Second Life: failure or just a game?
This article, is the first of a collaboration between YourStory and Startupover, an Italian blog speaking about failure. You can know more about them visiting their website or following Andrea Dusi on Twitter (@andreadusi_vr)
Today, I was reading an article about Second Life, which said that it didn’t fail at all: it is very much operational and the founder is still making money out of it.
Is that true?
Let’s take a step back. Second Life is a 3d virtual world where people can create avatar and interact with other avatar exactly as they do it in reality.
The idea was born from the intuition of founder, Philip Rosedal, a physicist. It was 2003 and Second Life Viewer gave the possibility to the users to create a virtual character interacting with others through different activities: socialising, exploring the virtual world, meeting other avatars and managing another life inside Second Life, almost as in the reality. Users could get married, realise projects, buy fields, build new houses, travel in time and much more.
Residents could customise their avatars and their entire world. One of the most important characteristics was giving royalties on the items created to the users, that can be sold and exchanged between residents through virtual coins (Linden Dollar) that could be exchanged in real money (USD or Euro) creating a monetary economy. Between 2003 and 2008, the world was speaking about Second Life and companies were trying and investing to be a part of Second Life.

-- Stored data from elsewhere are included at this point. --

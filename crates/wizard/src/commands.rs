use std::collections::BTreeMap;
use std::sync::Arc;

use autofill::prelude::*;
use autofill::runtime::StepRuntime;
use autofill::sim::FocusEvent;
use color_eyre::eyre::{bail, eyre};
use color_eyre::Result;
use tokio::io::{AsyncBufReadExt, BufReader};
use tracing::{info, warn};

use crate::cli::{parse_value, Cmd, Input, ScriptedWrite};
use crate::config::Config;

pub async fn dispatch(cmd: Cmd, config: Config) -> Result<()> {
    match cmd {
        Cmd::Simulate {
            input,
            step,
            writes,
            json,
        } => simulate(&config, input, step, writes, json).await,
        Cmd::Run { input } => run(&config, input).await,
        Cmd::Check { steps } => check(JsonFileSource::new(steps)).await,
    }
}

fn source(input: &Input) -> JsonFileSource {
    let source = JsonFileSource::new(&input.steps);
    match &input.prefill {
        Some(prefill) => source.with_prefill(prefill),
        None => source,
    }
}

fn store(config: &Config, input: &Input) -> Arc<dyn StepStore> {
    let path = config.session_path(input.store.clone());
    info!(session = %path.display(), "using session file");
    Arc::new(JsonFileStore::new(path))
}

async fn simulate(
    config: &Config,
    input: Input,
    step: usize,
    mut writes: Vec<ScriptedWrite>,
    json: bool,
) -> Result<()> {
    let source = source(&input);
    let steps = source.steps().await?;
    let store = store(config, &input);
    let mut wizard = Wizard::new(steps, config.engine.clone(), FillMode::Manual, store.clone())?;
    let mut effects = wizard.go_to(step)?;
    if input.prefill.is_some() {
        effects.extend(wizard.autofill(&source).await?);
    }
    let engine = wizard
        .take_engine()
        .ok_or_else(|| eyre!("step {step} did not mount"))?;

    let mut sim = Simulation::new(engine, store);
    sim.apply(effects);
    writes.sort_by_key(|w| w.at);
    for write in writes {
        sim.advance(write.at.saturating_sub(sim.now()));
        info!(key = %write.key, value = %write.value, at = ?write.at, "scripted write");
        sim.write(&write.key, write.value);
    }
    sim.run_until_idle();

    if json {
        println!("{}", serde_json::to_string_pretty(&sim.engine().presentation())?);
    } else {
        print_report(&sim);
    }
    Ok(())
}

fn print_report(sim: &Simulation) {
    println!("timeline:");
    for FocusEvent { at, pulse } in sim.focus_log() {
        println!("  {:>6}ms  focus q{} ({})", at.as_millis(), pulse.question, pulse.style);
    }
    for signal in sim.signals() {
        println!("  step {} complete (focus next: {})", signal.step, signal.focus_next);
    }
    print_presentation(&sim.engine().presentation());
    println!("finished after {}ms", sim.now().as_millis());
}

fn print_presentation(view: &Presentation) {
    println!(
        "step {}: answered {} item(s), showing {} / {}",
        view.step,
        view.answered_count(),
        view.revealed_count(),
        view.total
    );
    for (key, value) in view.values.iter() {
        let mark = if view.highlighted.contains(key) { "!" } else { " " };
        println!("  {mark} {key} = {value}");
    }
    if !view.highlighted.is_empty() {
        let keys: Vec<&str> = view.highlighted.iter().map(String::as_str).collect();
        println!("  needs input: {}", keys.join(", "));
    }
}

const HELP: &str = "commands: set <key> <value> | tick <name> <label> on|off | autofill | show | next | back | reset | quit";

async fn run(config: &Config, input: Input) -> Result<()> {
    let source = source(&input);
    let steps = source.steps().await?;
    let store = store(config, &input);
    let mut wizard = Wizard::new(steps, config.engine.clone(), FillMode::Manual, store.clone())?;
    let effects = wizard.mount()?;
    let mut runtime = spawn(&mut wizard, store.clone(), effects)?;

    println!("{HELP}");
    let mut lines = BufReader::new(tokio::io::stdin()).lines();
    loop {
        tokio::select! {
            Some(signal) = runtime.signals.recv() => {
                println!("step {} complete", signal.step);
            }
            line = lines.next_line() => {
                let Some(line) = line? else { break };
                let words: Vec<&str> = line.split_whitespace().collect();
                match words.as_slice() {
                    [] => {}
                    ["set", key, value] => runtime.handle.write(*key, parse_value(value))?,
                    ["set", key] => runtime.handle.write(*key, "")?,
                    ["tick", name, label, state] => {
                        runtime.handle.toggle_checkbox_label(*name, *label, *state == "on")?
                    }
                    ["autofill"] => match source.extract(wizard.current_step()).await {
                        Ok(records) => {
                            let schema = wizard.definition().schema();
                            let prefill = flatten(&schema, &records, &config.engine.placeholder);
                            wizard.set_mode(FillMode::AssistedAutofill);
                            runtime.handle.autofill(prefill)?;
                        }
                        Err(e) => {
                            warn!(error = %e, "extraction failed");
                            println!("autofill unavailable: {e}");
                        }
                    },
                    ["show"] => print_presentation(&runtime.presentation.borrow()),
                    ["next"] | ["back"] | ["reset"] => {
                        runtime.handle.shutdown()?;
                        wizard.attach(runtime.join.await?);
                        let moved = match words[0] {
                            "next" => navigate_next(&mut wizard),
                            "back" => wizard.back().map(Some).map_err(Into::into),
                            _ => wizard.reset().map(Some).map_err(Into::into),
                        };
                        let effects = match moved {
                            Ok(Some(effects)) => effects,
                            Ok(None) => {
                                println!("all steps done");
                                return Ok(());
                            }
                            Err(e) => {
                                println!("{e}");
                                Vec::new()
                            }
                        };
                        runtime = spawn(&mut wizard, store.clone(), effects)?;
                    }
                    ["quit"] | ["exit"] => break,
                    _ => println!("{HELP}"),
                }
            }
        }
    }
    runtime.handle.shutdown().ok();
    Ok(())
}

fn navigate_next(wizard: &mut Wizard) -> Result<Option<Vec<Effect>>> {
    match wizard.next()? {
        Navigation::Moved { step, effects } => {
            println!("step {step}: {}", wizard.definition().title);
            Ok(Some(effects))
        }
        Navigation::Finished => Ok(None),
    }
}

fn spawn(
    wizard: &mut Wizard,
    store: Arc<dyn StepStore>,
    effects: Vec<Effect>,
) -> Result<StepRuntime> {
    let engine = wizard
        .take_engine()
        .ok_or_else(|| eyre!("no step mounted"))?;
    Ok(StepRuntime::spawn(engine, store, effects))
}

async fn check(source: JsonFileSource) -> Result<()> {
    let steps = source.steps().await?;
    if steps.is_empty() {
        bail!("no steps defined");
    }
    let mut problems = 0;
    for (index, step) in steps.iter().enumerate() {
        println!(
            "step {index} `{}`: {} question(s), policy {}, {} rule(s)",
            step.title,
            step.questions.len(),
            step.policy,
            step.rules.len()
        );
        for (key, owners) in duplicate_keys(step) {
            problems += 1;
            println!("  key `{key}` is owned by questions {owners:?}; the first one wins");
        }
        let schema = step.schema();
        for rule in &step.rules {
            if schema.owner_of(&rule.trigger).is_none() {
                problems += 1;
                println!("  rule trigger `{}` is not a field of this step", rule.trigger);
            }
        }
    }
    if problems > 0 {
        bail!("{problems} problem(s) found");
    }
    println!("ok");
    Ok(())
}

fn duplicate_keys(step: &StepDefinition) -> Vec<(String, Vec<usize>)> {
    let mut owners: BTreeMap<String, Vec<usize>> = BTreeMap::new();
    for (index, question) in step.questions.iter().enumerate() {
        for key in question.field_keys() {
            owners.entry(key).or_default().push(index);
        }
    }
    owners.into_iter().filter(|(_, o)| o.len() > 1).collect()
}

In 2007, Businessweek put Second Life on its cover. American Apparel, Dell, Reebok and thousands of other companies were creating their virtual shops, but by the end of 2007 Second Life's saw a steep decline.
Why?
In my opinion there are three main reasons -
- Incapability to cope up with high tech standards. They added some new features but that didn't help much. The speed at which internet was growing was tremendous. Thousands of other social websites were coming up and they were much faster. It made Second Life obsolete in a very short period of time, in months not even years.
- May be, it was just a game. If we look deeply, Second Life is a Massively Multiplayer Online Game (MMOG) like many others. But the incredible buzz that was created and the high expectations associated with it were not met. On top of that, there was a huge bubble of marketing speculations and big companies were investing but at the end of the day it was just a bubble. This is something which has also happened in many other cases. Raising extremely high expectations can have a boomerang effect as it happened for Pleo and Segway.In 2007, out of 9 million registered users on Second Life, just 3,00,000 were active.
- Facebook met users' need of socialising much better than Second Life. And they could not adapt themselves to the situation's need of being more than just a game.
It was a simple game whose expectations were pushed a lot by media. But it saw itself as just a game and nothing more. And that's why they failed.
Takeaways for entrepreneurs
- If you don't adapt, you die.
- Promise less, deliver more. Not the other way round.
- Be open to pivot from the idea if and when the time demands.